My fingers curled around the edge of the bench, the kitten asleep in its carrier beside us.
He took a deep breath. "At first, I didn't know who you were. I didn't even know your name. I was just… there. At this concert my cousin dragged me to. You were performing. You collapsed on stage."
My pulse quickened.
I didn't breathe.
He turned to me now, his eyes searching mine. "And after that day… I couldn't stop dreaming about you. Every night. It was like watching someone's life, but I was part of it. You and I, we lived somewhere quiet, away from all this. I don't even know how it started, but it felt real. Too real."
My vision blurred as his words sank in.
I pressed my hand against my chest, the weight of recognition flooding me all at once.
"I… I dreamed of you too," I whispered.
Ken froze. "What?"
I looked down, tears pooling in my eyes. "When I was in a coma, they told me later, I was unconscious for three months, but I wasn't just gone. I was somewhere. With you. In that same town. You had this small apartment… near the park… and we used to make breakfast together."
My voice broke. "I thought it was real, Ken. I thought you were real. And then one day… you disappeared. I woke up, and they told me it was all in my head. That you never existed."
Ken's face softened, and he reached out slowly, brushing his thumb against my cheek, catching a tear that had already fallen.
"But I did exist," he said, his voice trembling now. "At least, I think I did. Because when you were gone from my dreams, everything changed. I'd wake up every morning looking for you. I'd check the news, the internet, I found out about you, about the coma. And every night since then… I've seen you."
The world blurred at the edges.
The park lights flickered in my tears. "You're saying… all this time… we were both dreaming the same thing?"
He nodded slowly, his gaze steady. "Maybe we weren't just dreaming, Ysabelle. Maybe we crossed something. Maybe when you fell into a coma, and I started dreaming of you, we… met somewhere in between. Somewhere the universe lets two versions of people collide."
"Two versions?" I echoed.
"Maybe," he whispered, "in one universe, you're still asleep. And I'm still there, waiting for you in that old apartment. But in another… we're both here, in this one, starting over. Maybe the world balanced itself by pulling us together again."
I stared at him, trying to breathe through the storm in my chest. "You think… we migrated?"
Ken let out a faint, almost disbelieving laugh, his eyes glistening. "I don't know. But every time I look at you, it feels like remembering something I've already lived. Like we've done all of this before, laughed here, held hands here, loved here. Maybe that's what it means… Maybe that's what parallel universes are. Not places apart, but pieces of us trying to find their way back."

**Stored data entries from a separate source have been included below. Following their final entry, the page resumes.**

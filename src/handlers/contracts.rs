// src/handlers/contracts.rs

use axum::{
    extract::{Path, State},
    http::StatusCode,
    response::IntoResponse,
    Json,
};
use uuid::Uuid;
use validator::Validate;

use crate::{
    common::{
        db_utils::begin_request_transaction,
        error::{ApiError, AppError},
    },
    config::AppState,
    handlers::administrative::MessageResponse,
    middleware::{
        auth::AuthenticatedUser,
        i18n::Locale,
        rbac::{PermContractsRead, PermContractsWrite, RequirePermission},
    },
    models::contract::{
        AssignManagerPayload, ContractDetail, ContractManagerCheck, ContractManagerDetail,
        CreateContractPayload, GovernmentContract, UpdateContractStatusPayload, UserContract,
    },
};

// =============================================================================
//  1. CONTRATOS
// =============================================================================

// POST /api/contracts
#[utoipa::path(
    post,
    path = "/api/contracts",
    tag = "Contracts",
    request_body = CreateContractPayload,
    responses(
        (status = 201, description = "Contrato criado com o escopo territorial", body = ContractDetail),
        (status = 400, description = "Payload inválido ou organização que não é Estado"),
        (status = 409, description = "Número de contrato já existe"),
        (status = 422, description = "Nó do escopo fora do Estado")
    ),
    security(("api_jwt" = []))
)]
pub async fn create_contract(
    State(app_state): State<AppState>,
    locale: Locale,
    user: AuthenticatedUser,
    _perm: RequirePermission<PermContractsWrite>,
    Json(payload): Json<CreateContractPayload>,
) -> Result<impl IntoResponse, ApiError> {
    payload
        .validate()
        .map_err(|e| AppError::ValidationError(e).to_api_error(&locale, &app_state.i18n_store))?;

    let mut tx = begin_request_transaction(&app_state)
        .await
        .map_err(|e| e.to_api_error(&locale, &app_state.i18n_store))?;

    let contract = app_state
        .contract_service
        .create_contract(&mut *tx, &user.0, &payload)
        .await
        .map_err(|e| e.to_api_error(&locale, &app_state.i18n_store))?;

    tx.commit()
        .await
        .map_err(|e| AppError::from(e).to_api_error(&locale, &app_state.i18n_store))?;

    Ok((StatusCode::CREATED, Json(contract)))
}

// GET /api/contracts/{contract_id}
#[utoipa::path(
    get,
    path = "/api/contracts/{contract_id}",
    tag = "Contracts",
    responses(
        (status = 200, description = "Contrato, Estado e escopo", body = ContractDetail),
        (status = 403, description = "Nem membro do Estado nem gestor do contrato"),
        (status = 404, description = "Contrato não encontrado")
    ),
    params(("contract_id" = Uuid, Path, description = "ID do Contrato")),
    security(("api_jwt" = []))
)]
pub async fn get_contract(
    State(app_state): State<AppState>,
    locale: Locale,
    user: AuthenticatedUser,
    _perm: RequirePermission<PermContractsRead>,
    Path(contract_id): Path<Uuid>,
) -> Result<impl IntoResponse, ApiError> {
    let mut tx = begin_request_transaction(&app_state)
        .await
        .map_err(|e| e.to_api_error(&locale, &app_state.i18n_store))?;

    let contract = app_state
        .contract_service
        .get_contract(&mut *tx, contract_id, &user.0)
        .await
        .map_err(|e| e.to_api_error(&locale, &app_state.i18n_store))?;

    tx.commit()
        .await
        .map_err(|e| AppError::from(e).to_api_error(&locale, &app_state.i18n_store))?;

    Ok((StatusCode::OK, Json(contract)))
}

// GET /api/contracts/org/{org_id}
#[utoipa::path(
    get,
    path = "/api/contracts/org/{org_id}",
    tag = "Contracts",
    responses(
        (status = 200, description = "Contratos em vigor do Estado", body = Vec<GovernmentContract>),
        (status = 403, description = "Sem acesso ao Estado")
    ),
    params(("org_id" = Uuid, Path, description = "ID do Estado")),
    security(("api_jwt" = []))
)]
pub async fn list_org_contracts(
    State(app_state): State<AppState>,
    locale: Locale,
    user: AuthenticatedUser,
    _perm: RequirePermission<PermContractsRead>,
    Path(org_id): Path<Uuid>,
) -> Result<impl IntoResponse, ApiError> {
    let mut tx = begin_request_transaction(&app_state)
        .await
        .map_err(|e| e.to_api_error(&locale, &app_state.i18n_store))?;

    let contracts = app_state
        .contract_service
        .list_org_contracts(&mut *tx, org_id, &user.0)
        .await
        .map_err(|e| e.to_api_error(&locale, &app_state.i18n_store))?;

    tx.commit()
        .await
        .map_err(|e| AppError::from(e).to_api_error(&locale, &app_state.i18n_store))?;

    Ok((StatusCode::OK, Json(contracts)))
}

// PUT /api/contracts/{contract_id}/status
#[utoipa::path(
    put,
    path = "/api/contracts/{contract_id}/status",
    tag = "Contracts",
    request_body = UpdateContractStatusPayload,
    responses(
        (status = 200, description = "Status atualizado", body = GovernmentContract),
        (status = 404, description = "Contrato não encontrado")
    ),
    params(("contract_id" = Uuid, Path, description = "ID do Contrato")),
    security(("api_jwt" = []))
)]
pub async fn update_contract_status(
    State(app_state): State<AppState>,
    locale: Locale,
    user: AuthenticatedUser,
    _perm: RequirePermission<PermContractsWrite>,
    Path(contract_id): Path<Uuid>,
    Json(payload): Json<UpdateContractStatusPayload>,
) -> Result<impl IntoResponse, ApiError> {
    let mut tx = begin_request_transaction(&app_state)
        .await
        .map_err(|e| e.to_api_error(&locale, &app_state.i18n_store))?;

    let contract = app_state
        .contract_service
        .update_status(&mut *tx, contract_id, &user.0, payload.status)
        .await
        .map_err(|e| e.to_api_error(&locale, &app_state.i18n_store))?;

    tx.commit()
        .await
        .map_err(|e| AppError::from(e).to_api_error(&locale, &app_state.i18n_store))?;

    Ok((StatusCode::OK, Json(contract)))
}

// GET /api/contracts/mine
#[utoipa::path(
    get,
    path = "/api/contracts/mine",
    tag = "Contracts",
    responses((status = 200, description = "Vínculos ativos do usuário como gestor", body = Vec<UserContract>)),
    security(("api_jwt" = []))
)]
pub async fn my_contracts(
    State(app_state): State<AppState>,
    locale: Locale,
    user: AuthenticatedUser,
    _perm: RequirePermission<PermContractsRead>,
) -> Result<impl IntoResponse, ApiError> {
    let mut tx = begin_request_transaction(&app_state)
        .await
        .map_err(|e| e.to_api_error(&locale, &app_state.i18n_store))?;

    let contracts = app_state
        .contract_service
        .user_contracts(&mut *tx, &user.0)
        .await
        .map_err(|e| e.to_api_error(&locale, &app_state.i18n_store))?;

    tx.commit()
        .await
        .map_err(|e| AppError::from(e).to_api_error(&locale, &app_state.i18n_store))?;

    Ok((StatusCode::OK, Json(contracts)))
}

// =============================================================================
//  2. GESTORES
// =============================================================================

// POST /api/contracts/{contract_id}/managers
#[utoipa::path(
    post,
    path = "/api/contracts/{contract_id}/managers",
    tag = "Contracts",
    request_body = AssignManagerPayload,
    responses(
        (status = 201, description = "Gestor nomeado", body = ContractManagerDetail),
        (status = 404, description = "Contrato ou usuário não encontrado"),
        (status = 409, description = "Já é gestor ativo ou já existe um principal")
    ),
    params(("contract_id" = Uuid, Path, description = "ID do Contrato")),
    security(("api_jwt" = []))
)]
pub async fn assign_manager(
    State(app_state): State<AppState>,
    locale: Locale,
    user: AuthenticatedUser,
    _perm: RequirePermission<PermContractsWrite>,
    Path(contract_id): Path<Uuid>,
    Json(payload): Json<AssignManagerPayload>,
) -> Result<impl IntoResponse, ApiError> {
    payload
        .validate()
        .map_err(|e| AppError::ValidationError(e).to_api_error(&locale, &app_state.i18n_store))?;

    let mut tx = begin_request_transaction(&app_state)
        .await
        .map_err(|e| e.to_api_error(&locale, &app_state.i18n_store))?;

    let manager = app_state
        .contract_service
        .assign_manager(&mut *tx, contract_id, &user.0, &payload)
        .await
        .map_err(|e| e.to_api_error(&locale, &app_state.i18n_store))?;

    tx.commit()
        .await
        .map_err(|e| AppError::from(e).to_api_error(&locale, &app_state.i18n_store))?;

    Ok((StatusCode::CREATED, Json(manager)))
}

// GET /api/contracts/{contract_id}/managers
#[utoipa::path(
    get,
    path = "/api/contracts/{contract_id}/managers",
    tag = "Contracts",
    responses((status = 200, description = "Gestores ativos, o principal primeiro", body = Vec<ContractManagerDetail>)),
    params(("contract_id" = Uuid, Path, description = "ID do Contrato")),
    security(("api_jwt" = []))
)]
pub async fn list_managers(
    State(app_state): State<AppState>,
    locale: Locale,
    user: AuthenticatedUser,
    _perm: RequirePermission<PermContractsRead>,
    Path(contract_id): Path<Uuid>,
) -> Result<impl IntoResponse, ApiError> {
    let mut tx = begin_request_transaction(&app_state)
        .await
        .map_err(|e| e.to_api_error(&locale, &app_state.i18n_store))?;

    let managers = app_state
        .contract_service
        .list_managers(&mut *tx, contract_id, &user.0)
        .await
        .map_err(|e| e.to_api_error(&locale, &app_state.i18n_store))?;

    tx.commit()
        .await
        .map_err(|e| AppError::from(e).to_api_error(&locale, &app_state.i18n_store))?;

    Ok((StatusCode::OK, Json(managers)))
}

// GET /api/contracts/{contract_id}/check-manager
#[utoipa::path(
    get,
    path = "/api/contracts/{contract_id}/check-manager",
    tag = "Contracts",
    responses((status = 200, description = "Se o usuário é gestor ativo do contrato", body = ContractManagerCheck)),
    params(("contract_id" = Uuid, Path, description = "ID do Contrato")),
    security(("api_jwt" = []))
)]
pub async fn check_manager(
    State(app_state): State<AppState>,
    locale: Locale,
    user: AuthenticatedUser,
    _perm: RequirePermission<PermContractsRead>,
    Path(contract_id): Path<Uuid>,
) -> Result<impl IntoResponse, ApiError> {
    let mut tx = begin_request_transaction(&app_state)
        .await
        .map_err(|e| e.to_api_error(&locale, &app_state.i18n_store))?;

    let is_manager = app_state
        .contract_service
        .is_manager(&mut *tx, contract_id, &user.0)
        .await
        .map_err(|e| e.to_api_error(&locale, &app_state.i18n_store))?;

    tx.commit()
        .await
        .map_err(|e| AppError::from(e).to_api_error(&locale, &app_state.i18n_store))?;

    Ok((StatusCode::OK, Json(ContractManagerCheck { is_manager })))
}

// GET /api/contracts/managers/{manager_id}
#[utoipa::path(
    get,
    path = "/api/contracts/managers/{manager_id}",
    tag = "Contracts",
    responses(
        (status = 200, description = "Gestor com usuário, contrato e nó de escopo", body = ContractManagerDetail),
        (status = 404, description = "Gestor não encontrado")
    ),
    params(("manager_id" = Uuid, Path, description = "ID do Gestor")),
    security(("api_jwt" = []))
)]
pub async fn get_manager(
    State(app_state): State<AppState>,
    locale: Locale,
    user: AuthenticatedUser,
    _perm: RequirePermission<PermContractsRead>,
    Path(manager_id): Path<Uuid>,
) -> Result<impl IntoResponse, ApiError> {
    let mut tx = begin_request_transaction(&app_state)
        .await
        .map_err(|e| e.to_api_error(&locale, &app_state.i18n_store))?;

    let manager = app_state
        .contract_service
        .get_manager(&mut *tx, manager_id, &user.0)
        .await
        .map_err(|e| e.to_api_error(&locale, &app_state.i18n_store))?;

    tx.commit()
        .await
        .map_err(|e| AppError::from(e).to_api_error(&locale, &app_state.i18n_store))?;

    Ok((StatusCode::OK, Json(manager)))
}

// DELETE /api/contracts/managers/{manager_id}
#[utoipa::path(
    delete,
    path = "/api/contracts/managers/{manager_id}",
    tag = "Contracts",
    responses(
        (status = 200, description = "Gestor desativado", body = MessageResponse),
        (status = 404, description = "Gestor não encontrado")
    ),
    params(("manager_id" = Uuid, Path, description = "ID do Gestor")),
    security(("api_jwt" = []))
)]
pub async fn remove_manager(
    State(app_state): State<AppState>,
    locale: Locale,
    user: AuthenticatedUser,
    _perm: RequirePermission<PermContractsWrite>,
    Path(manager_id): Path<Uuid>,
) -> Result<impl IntoResponse, ApiError> {
    let mut tx = begin_request_transaction(&app_state)
        .await
        .map_err(|e| e.to_api_error(&locale, &app_state.i18n_store))?;

    app_state
        .contract_service
        .remove_manager(&mut *tx, manager_id, &user.0)
        .await
        .map_err(|e| e.to_api_error(&locale, &app_state.i18n_store))?;

    tx.commit()
        .await
        .map_err(|e| AppError::from(e).to_api_error(&locale, &app_state.i18n_store))?;

    let message = app_state.i18n_store.translate(&locale.0, "contract.manager_removed", &[]);
    Ok((StatusCode::OK, Json(MessageResponse { message })))
}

The air felt charged, almost sacred.
I didn't speak; I couldn't. My hand found his, trembling, but steady when his fingers closed around mine.
For the longest moment, neither of us moved.
The night hummed quietly, the city beyond dim and distant.
Then I whispered, "I thought I lost you."
Ken smiled faintly, his eyes soft but heavy with something deeper. "Maybe you did. Maybe I lost you too. But if the universe is kind enough to let us meet again… then I'm not letting go this time."
The kitten stirred between us, and we both looked down.
Its small heartbeat pulsed beneath the quiet, like a thread connecting two worlds, fragile, alive, real.
When I looked up again,
Ken was watching me, the stars reflecting in his eyes. "Maybe this is our second chance," he said softly. "Not a dream. Not a coma. Just us. Here."
I didn't question it.
I simply nodded, letting the tears fall freely.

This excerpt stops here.